Introduction The sinus fungus ball is an agglomeration of debris and hyphae, mainly caused by Aspergillus fumigatus, within the paranasal sinus, commonly affecting a single sinus, and it only rarely affects the frontal sinus.
Objective To identify the state of the art of fungus ball in paranasal sinuses, especially related to the epidemiology of the disease in the frontal sinus. Additionally, this article reports a rare case of fungus ball in the frontal sinus in an adult male, and discusses the variables of this condition related to the patient.
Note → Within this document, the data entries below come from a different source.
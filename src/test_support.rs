use chrono::NaiveDate;

use crate::domain::activity::Activity;
use crate::domain::budget::BudgetContext;
use crate::domain::project::Project;
use crate::domain::resources::ResourceInventory;

pub fn on_date(year: i32, month: u32, day: u32) -> chrono::NaiveDate {
    chrono::NaiveDate::from_ymd_opt(year, month, day).unwrap()
}

pub fn build_activity(description: &str, cost: f64, progress: f64) -> Activity {
    Activity::new(description, cost, progress)
}

pub fn build_phased_activity(
    description: &str,
    cost: f64,
    progress: f64,
    start: NaiveDate,
    end: NaiveDate,
) -> Activity {
    let mut activity = Activity::new(description, cost, progress);
    activity.start_date = Some(start);
    activity.end_date = Some(end);
    activity
}

pub fn build_project(activities: Vec<Activity>, total_budget: f64, spent_budget: f64) -> Project {
    Project {
        name: "Test project".to_string(),
        contractor: None,
        budget: BudgetContext::new(total_budget, spent_budget, on_date(2026, 1, 1)),
        activities,
        resources: ResourceInventory::default(),
        risks: Vec::new(),
        bottlenecks: Vec::new(),
    }
}
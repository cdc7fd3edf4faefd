use crate::commands::base_commands::{Commands, parse_as_of};
use crate::commands::report_format::format_health_report;
use evm_forecasts::services::project_yaml::load_project_from_yaml_file;
use evm_forecasts::services::schedule_health::assess_schedule_health;

pub fn health_command(cmd: Commands) {
    if let Commands::Health { input, output, as_of } = cmd {
        let Some(today) = parse_as_of(&as_of) else {
            eprintln!("Failed to parse evaluation date: {as_of}");
            return;
        };
        let project = match load_project_from_yaml_file(&input) {
            Ok(project) => project,
            Err(e) => {
                eprintln!("Failed to load project: {e:?}");
                return;
            }
        };

        let health = assess_schedule_health(&project, today);
        let yaml = match serde_yaml::to_string(&health) {
            Ok(contents) => contents,
            Err(e) => {
                eprintln!("Failed to serialize schedule health: {e:?}");
                return;
            }
        };

        if let Err(e) = std::fs::write(&output, yaml) {
            eprintln!("Failed to write schedule health output: {e:?}");
        } else {
            println!("{}", format_health_report(&health));
            println!("Schedule health written to {output}");
        }
    }
}
use chrono::NaiveDate;
use serde::Serialize;

#[derive(Debug, Clone, PartialEq, Serialize)]
pub struct BudgetLine {
    pub category: String,
    pub amount: f64,
}

/// Project-level budget figures used as fallbacks by the metrics engine.
#[derive(Debug, Clone, PartialEq, Serialize)]
pub struct BudgetContext {
    pub total_budget: f64,
    pub spent_budget: f64,
    pub start_date: NaiveDate,
    pub budget_breakdown: Vec<BudgetLine>,
}

impl BudgetContext {
    pub fn new(total_budget: f64, spent_budget: f64, start_date: NaiveDate) -> Self {
        Self {
            total_budget,
            spent_budget,
            start_date,
            budget_breakdown: Vec::new(),
        }
    }

    /// Months elapsed since the project start, never less than one.
    pub fn elapsed_months(&self, today: NaiveDate) -> f64 {
        let days = today.signed_duration_since(self.start_date).num_days() as f64;
        (days / 30.0).max(1.0)
    }
}

#[cfg(test)]
mod tests {
    use super::*;
    use crate::test_support::on_date;

    #[test]
    fn elapsed_months_is_floored_at_one() {
        let budget = BudgetContext::new(1000.0, 0.0, on_date(2026, 1, 1));
        assert_eq!(budget.elapsed_months(on_date(2026, 1, 10)), 1.0);
        assert_eq!(budget.elapsed_months(on_date(2025, 12, 1)), 1.0);
        assert_eq!(budget.elapsed_months(on_date(2026, 3, 2)), 2.0);
    }
}
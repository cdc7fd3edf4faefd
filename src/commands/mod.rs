pub mod analyze_cmd;
pub mod base_commands;
pub mod forecast_cmd;
pub mod health_cmd;
pub mod metrics_cmd;
pub mod report_format;
pub mod s_curve_cmd;
use chrono::NaiveDate;
use serde::Serialize;

#[derive(Debug, Clone, PartialEq, Eq, Serialize)]
#[serde(rename_all = "snake_case")]
pub enum ActivityStatus {
    Delayed,
    Completed,
    Other(String),
}

impl Default for ActivityStatus {
    fn default() -> Self {
        ActivityStatus::Other(String::new())
    }
}

/// Spend category of an activity.
#[derive(Debug, Clone, Copy, PartialEq, Eq, Serialize)]
pub enum FinancialType {
    #[serde(rename = "CAPEX")]
    Capex,
    #[serde(rename = "OPEX")]
    Opex,
}

/// A schedule activity (milestone) carrying cost and progress.
#[derive(Debug, Clone, Default, PartialEq, Serialize)]
pub struct Activity {
    pub code: Option<String>,
    pub description: String,
    pub estimated_cost: f64,
    /// Percent complete. Not validated on input, see [`Activity::progress_fraction`].
    pub progress: f64,
    pub start_date: Option<NaiveDate>,
    pub end_date: Option<NaiveDate>,
    pub status: ActivityStatus,
    pub financial_type: Option<FinancialType>,
    pub is_critical_path: bool,
    pub is_spf: bool,
    pub delay_days: Option<i64>,
}

impl Activity {
    pub fn new(description: &str, estimated_cost: f64, progress: f64) -> Self {
        Self {
            description: description.to_string(),
            estimated_cost,
            progress,
            ..Self::default()
        }
    }

    /// Progress clamped to `[0, 100]` and expressed as a fraction.
    pub fn progress_fraction(&self) -> f64 {
        if !self.progress.is_finite() {
            return 0.0;
        }
        self.progress.clamp(0.0, 100.0) / 100.0
    }

    /// Negative or non-finite costs count as zero.
    pub fn cost(&self) -> f64 {
        if self.estimated_cost.is_finite() {
            self.estimated_cost.max(0.0)
        } else {
            0.0
        }
    }

    pub fn earned_value(&self) -> f64 {
        self.cost() * self.progress_fraction()
    }

    /// Time-phased planned value on `date`.
    ///
    /// Activities without both dates, or whose end precedes their start,
    /// contribute nothing.
    pub fn planned_value_at(&self, date: NaiveDate) -> f64 {
        let (Some(start), Some(end)) = (self.start_date, self.end_date) else {
            return 0.0;
        };
        if end < start {
            return 0.0;
        }
        if date >= end {
            return self.cost();
        }
        if date <= start {
            return 0.0;
        }
        let total_days = end.signed_duration_since(start).num_days() as f64;
        let days_passed = date.signed_duration_since(start).num_days() as f64;
        self.cost() * (days_passed / total_days).clamp(0.0, 1.0)
    }

    /// True from the end date onwards.
    pub fn is_overdue(&self, today: NaiveDate) -> bool {
        self.end_date.is_some_and(|end| end <= today)
    }
}

#[cfg(test)]
mod tests {
    use super::*;
    use crate::test_support::on_date;

    fn phased(start: NaiveDate, end: NaiveDate) -> Activity {
        let mut activity = Activity::new("Earthworks", 100.0, 0.0);
        activity.start_date = Some(start);
        activity.end_date = Some(end);
        activity
    }

    #[test]
    fn progress_is_clamped_to_percentage_range() {
        assert_eq!(Activity::new("a", 10.0, 150.0).progress_fraction(), 1.0);
        assert_eq!(Activity::new("a", 10.0, -5.0).progress_fraction(), 0.0);
        assert_eq!(Activity::new("a", 10.0, 25.0).progress_fraction(), 0.25);
        assert_eq!(Activity::new("a", 10.0, f64::NAN).progress_fraction(), 0.0);
    }

    #[test]
    fn planned_value_is_linear_between_start_and_end() {
        let activity = phased(on_date(2026, 3, 1), on_date(2026, 3, 11));

        assert_eq!(activity.planned_value_at(on_date(2026, 2, 20)), 0.0);
        assert_eq!(activity.planned_value_at(on_date(2026, 3, 1)), 0.0);
        assert_eq!(activity.planned_value_at(on_date(2026, 3, 6)), 50.0);
        assert_eq!(activity.planned_value_at(on_date(2026, 3, 11)), 100.0);
        assert_eq!(activity.planned_value_at(on_date(2026, 4, 1)), 100.0);
    }

    #[test]
    fn planned_value_is_zero_without_dates() {
        let mut activity = Activity::new("Design", 100.0, 0.0);
        activity.start_date = Some(on_date(2026, 1, 1));
        assert_eq!(activity.planned_value_at(on_date(2026, 6, 1)), 0.0);
    }

    #[test]
    fn inverted_date_range_contributes_nothing() {
        let activity = phased(on_date(2026, 3, 11), on_date(2026, 3, 1));
        assert_eq!(activity.planned_value_at(on_date(2026, 3, 5)), 0.0);
        assert_eq!(activity.planned_value_at(on_date(2026, 6, 1)), 0.0);
    }

    #[test]
    fn zero_length_activity_is_fully_planned_on_its_date() {
        let activity = phased(on_date(2026, 3, 1), on_date(2026, 3, 1));
        assert_eq!(activity.planned_value_at(on_date(2026, 2, 28)), 0.0);
        assert_eq!(activity.planned_value_at(on_date(2026, 3, 1)), 100.0);
    }

    #[test]
    fn activity_is_overdue_on_its_end_date() {
        let activity = phased(on_date(2026, 3, 1), on_date(2026, 3, 11));
        assert!(!activity.is_overdue(on_date(2026, 3, 10)));
        assert!(activity.is_overdue(on_date(2026, 3, 11)));
        assert!(activity.is_overdue(on_date(2026, 3, 12)));
        assert!(!Activity::new("Undated", 10.0, 0.0).is_overdue(on_date(2026, 3, 11)));
    }
}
Data Synthesis All of the 8 cases of fungus ball in the frontal sinus reported in this study affected male patients: 40% had unilateral disease, and 60%, bilateral disease, contrary to the incidence data of fungus ball in the other paranasal sinuses, which reports unilateral prevalence. However, in the present study, this index changes, with 50% of unilateral and 50% of bilateral incidence regarding frontal sinus involvement. The average age of the patients was 65.36 years (range: 60-74 years). The etiologic agent was Aspergillus spp., and the endonasal endoscopic therapeutic approach corresponded to 80% of cases, while frontal osteoplasty accounted for 20% of cases, reaffirming the prevalence data from other studies.
Conclusion Despite being a low-incidence entity, frontal sinus fungus ball should be considered in patients with pain in the frontal region refractory to the usual clinical treatments.